ABSTRACT
Every year, approximately 800,000 people in the United States experience acute myocardial infarction (MI). Early recognition and treatment can improve mortality, reduce the size of myocardial injury, and preserve left ventricular (LV) function. Management of patients after acute MI also has long-term implications, including the possibility of ventricular aneurysm, reduced (frequently and severely reduced) ventricular function, heart failure, atrial and ventricular arrhythmia, and ‘‘sudden death.’’ The amount of remaining viable myocardium provides a determinant of prognosis. Conversely, the amount of myocardial scar also provides a determinant of outcomes. Several imaging approaches provide a means to assess whether dysfunctional myocardium is alive (viable) or dead/scarred (nonviable). One of the first imaging approaches that allows assessment of myocardial viability was the radionuclide method. The two approaches include single photon methods (using thallium-201 and technetium-99m) as the radionuclides and positron emission tomography (PET) [using 18F fluorodeoxyglucose (FDG) to detect the viable myocardium coupled with 13NH3 or
82Rb to
evaluate myocardial perfusion]. It is most useful to assess myocardial perfusion or ventricular function, which is reduced in both viable ischemic myocardium and nonviable myocardium.

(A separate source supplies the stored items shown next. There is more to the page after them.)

pub mod competition;
pub mod match_data;
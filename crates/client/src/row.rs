//! Display projection of one match-data row.
//!
//! [`RowView::from_record`] derives everything a table row shows from a
//! [`MatchRecord`] and never touches the record itself.

use rust_decimal::Decimal;
use storage::models::MatchRecord;

use crate::format::round2;
use crate::labels::{CodeTable, DEFENSE_QUALITY, ENDGAME, code_of};

/// Side of the field, taken from the first character of the station
#[derive(Debug, Clone, Copy, PartialEq, Eq)]
pub enum Alliance {
    Red,
    Blue,
}

impl Alliance {
    pub fn from_station(station: &str) -> Self {
        if station.starts_with('R') {
            Self::Red
        } else {
            Self::Blue
        }
    }

    pub fn css_class(self) -> &'static str {
        match self {
            Self::Red => "red",
            Self::Blue => "blue",
        }
    }
}

#[derive(Debug, Clone, Copy, PartialEq, Eq)]
pub enum RowState {
    Normal,
    Updated,
}

impl RowState {
    pub fn css_class(self) -> &'static str {
        match self {
            Self::Normal => "",
            Self::Updated => "updated",
        }
    }
}

/// A metric shown with its categorical label
#[derive(Debug, Clone, PartialEq)]
pub struct CodedValue {
    pub value: Decimal,
    pub code: i64,
    /// `None` for placeholder rows and for codes outside the table
    pub label: Option<&'static str>,
}

impl CodedValue {
    fn new(value: f64, table: CodeTable, placeholder: bool) -> Self {
        let code = code_of(value);
        Self {
            value: round2(value),
            code,
            label: if placeholder { None } else { table.label(code) },
        }
    }

    pub fn label_text(&self) -> &'static str {
        self.label.unwrap_or("")
    }
}

/// Inner / outer / bottom goal counts for one period
#[derive(Debug, Clone, PartialEq)]
pub struct GoalCounts {
    pub inner: Decimal,
    pub outer: Decimal,
    pub bottom: Decimal,
}

#[derive(Debug, Clone, PartialEq)]
pub struct RowView {
    pub team_number: i32,
    pub match_number: String,
    pub station: String,
    pub alliance: Alliance,
    pub state: RowState,
    pub cross_line: Decimal,
    pub auto: GoalCounts,
    pub teleop: GoalCounts,
    pub pickups: Decimal,
    pub time_defended: Decimal,
    pub time_defending: Decimal,
    pub defense: CodedValue,
    pub time_mal: Decimal,
    pub endgame: CodedValue,
    pub comments: String,
    pub scout_name: String,
}

impl RowView {
    pub fn from_record(record: &MatchRecord) -> Self {
        let placeholder = record.is_placeholder();

        Self {
            team_number: record.team_number,
            match_number: record.match_number.clone(),
            station: record.robot_station.clone(),
            alliance: Alliance::from_station(&record.robot_station),
            state: if record.updated {
                RowState::Updated
            } else {
                RowState::Normal
            },
            cross_line: round2(record.cross_line),
            auto: GoalCounts {
                inner: round2(record.number_inner_auto),
                outer: round2(record.number_outer_auto),
                bottom: round2(record.number_bottom_auto),
            },
            teleop: GoalCounts {
                inner: round2(record.number_inner),
                outer: round2(record.number_outer),
                bottom: round2(record.number_bottom),
            },
            pickups: round2(record.number_pickup),
            time_defended: round2(record.time_defended),
            time_defending: round2(record.time_defending),
            defense: CodedValue::new(record.defense_quality, DEFENSE_QUALITY, placeholder),
            time_mal: round2(record.time_mal),
            endgame: CodedValue::new(record.endgame_score, ENDGAME, placeholder),
            comments: record.comments.clone(),
            scout_name: record.scout_name.clone(),
        }
    }

    /// CSS class of the defense cell, e.g. `def3`
    pub fn defense_class(&self) -> String {
        format!("def{}", self.defense.code)
    }

    /// The row's cells, in table order, skipping excluded columns
    pub fn cells(&self, exclude: &Exclusions) -> Vec<Cell> {
        let mut cells = Vec::new();
        let mut push = |column: Column, lines: Vec<String>, class: &str| {
            if !exclude.hides(column) {
                cells.push(Cell {
                    column,
                    lines,
                    class: class.to_string(),
                });
            }
        };

        push(Column::Team, vec![self.team_number.to_string()], "link");
        push(Column::Match, vec![self.match_number.clone()], "link");
        push(
            Column::Station,
            vec![self.station.clone()],
            self.alliance.css_class(),
        );
        push(Column::Playback, Vec::new(), "icons");
        push(Column::Heatmap, Vec::new(), "icons");
        push(Column::CrossLine, vec![self.cross_line.to_string()], "");
        push(Column::Auto, goal_lines(&self.auto), "");
        push(Column::Teleop, goal_lines(&self.teleop), "");
        push(Column::Pickups, vec![self.pickups.to_string()], "");
        push(
            Column::TimeDefended,
            vec![self.time_defended.to_string()],
            "",
        );
        push(
            Column::TimeDefending,
            vec![self.time_defending.to_string()],
            "",
        );
        push(
            Column::Defense,
            coded_lines(&self.defense),
            &self.defense_class(),
        );
        push(Column::TimeMal, vec![self.time_mal.to_string()], "");
        push(Column::Endgame, coded_lines(&self.endgame), "");
        push(Column::Comments, vec![self.comments.clone()], "");
        push(Column::Scout, vec![self.scout_name.clone()], "");
        push(Column::Actions, Vec::new(), "icons");

        cells
    }
}

fn goal_lines(counts: &GoalCounts) -> Vec<String> {
    vec![
        counts.inner.to_string(),
        counts.outer.to_string(),
        counts.bottom.to_string(),
    ]
}

fn coded_lines(value: &CodedValue) -> Vec<String> {
    vec![value.value.to_string(), value.label_text().to_string()]
}

#[derive(Debug, Clone, Copy, PartialEq, Eq)]
pub enum Column {
    Team,
    Match,
    Station,
    Playback,
    Heatmap,
    CrossLine,
    Auto,
    Teleop,
    Pickups,
    TimeDefended,
    TimeDefending,
    Defense,
    TimeMal,
    Endgame,
    Comments,
    Scout,
    Actions,
}

#[derive(Debug, Clone, PartialEq)]
pub struct Cell {
    pub column: Column,
    pub lines: Vec<String>,
    pub class: String,
}

/// Columns a table may hide, e.g. the team column on a team's own page
#[derive(Debug, Clone, Copy, Default)]
pub struct Exclusions {
    pub team_number: bool,
    pub match_number: bool,
    pub robot_station: bool,
    pub playback: bool,
    pub comments: bool,
    pub scout_name: bool,
    pub actions: bool,
}

impl Exclusions {
    pub fn hides(&self, column: Column) -> bool {
        match column {
            Column::Team => self.team_number,
            Column::Match => self.match_number,
            Column::Station => self.robot_station,
            Column::Playback => self.playback,
            Column::Comments => self.comments,
            Column::Scout => self.scout_name,
            Column::Actions => self.actions,
            _ => false,
        }
    }
}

Single photon emission computed tomography (SPECT) has been widely used for detection of myocardial ischemia and MI, since the early 1980s. SPECT has limited spatial resolution, making it difficult to determine the transmural extent and the presence of small territories of infarction. SPECT is also unable to provide high quality images of ventricular structure and function. Furthermore, imaging with SPECT to determine viability in segments with myocardial dysfunction requires follow-up imaging hours (up to 48 hours) after thallium administration. PET had been considered the ‘‘gold standard’’ imaging approach for the assessment of myocardial viability. However positron-emitting tracers are very expensive and technically difficult to produce, requiring a cyclotron or with the perfusion imaging agent 82Rb, and an expensive generator. Also, the distribution of FDG is variably affected by the presence of diabetes. Finally, echocardiography has been a widely used approach for evaluating viability in asynergic myocardial segments by demonstrating improvement in wall motion during the infusion of low dose dobutamine. Cardiovascular magnetic resonance (CMR) imaging has become an important tool for identifying myocardial scar. This technique also is able to provide high-resolution images of cardiac morphology, function, and perfusion. The present chapter will describe the application of CMR imaging in acute and chronic MI.